What the exercise asks: Which lines in the records below contain the word "SimpleMm"? Copy each one out.

☆ ☆ ☆ ☆

//! Built-in strategy implementations.
//!
//! Strategies are written against the `Exchange` views handed to `grind`
//! and run unchanged on the simulator.

mod order_scan;
mod simple_mm;
mod stack_bias_mm;

pub use order_scan::{OrderScan, OrderScanParams, StaticOrder};
pub use simple_mm::{SimpleMm, SimpleMmParams};
pub use stack_bias_mm::{StackBiasMm, StackBiasMmParams};

use bean_core::config::{BacktestConfig, StrategyConfig};
use bean_core::traits::Strategy;
use bean_core::types::Pair;

use crate::error::BacktestError;

/// Builds the strategy selected by `config.strategy`.
pub fn from_config(config: &BacktestConfig) -> Result<Box<dyn Strategy>, BacktestError> {
    Ok(match config.strategy {
        StrategyConfig::SimpleMm { .. } => Box::new(SimpleMm::from_config(config)?),
        StrategyConfig::StackBiasMm { .. } => Box::new(StackBiasMm::from_config(config)?),
        StrategyConfig::OrderScan { .. } => Box::new(OrderScan::from_config(config)?),
    })
}

/// The pair a single-pair strategy trades: the first configured one.
fn first_pair(config: &BacktestConfig) -> Result<Pair, BacktestError> {
    config
        .pairs
        .first()
        .copied()
        .ok_or_else(|| BacktestError::InvalidConfig("no pairs configured".to_string()))
}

☆ ☆ ☆ ☆

Exercise answer:
pub use simple_mm::{SimpleMm, SimpleMmParams};
        StrategyConfig::SimpleMm { .. } => Box::new(SimpleMm::from_config(config)?),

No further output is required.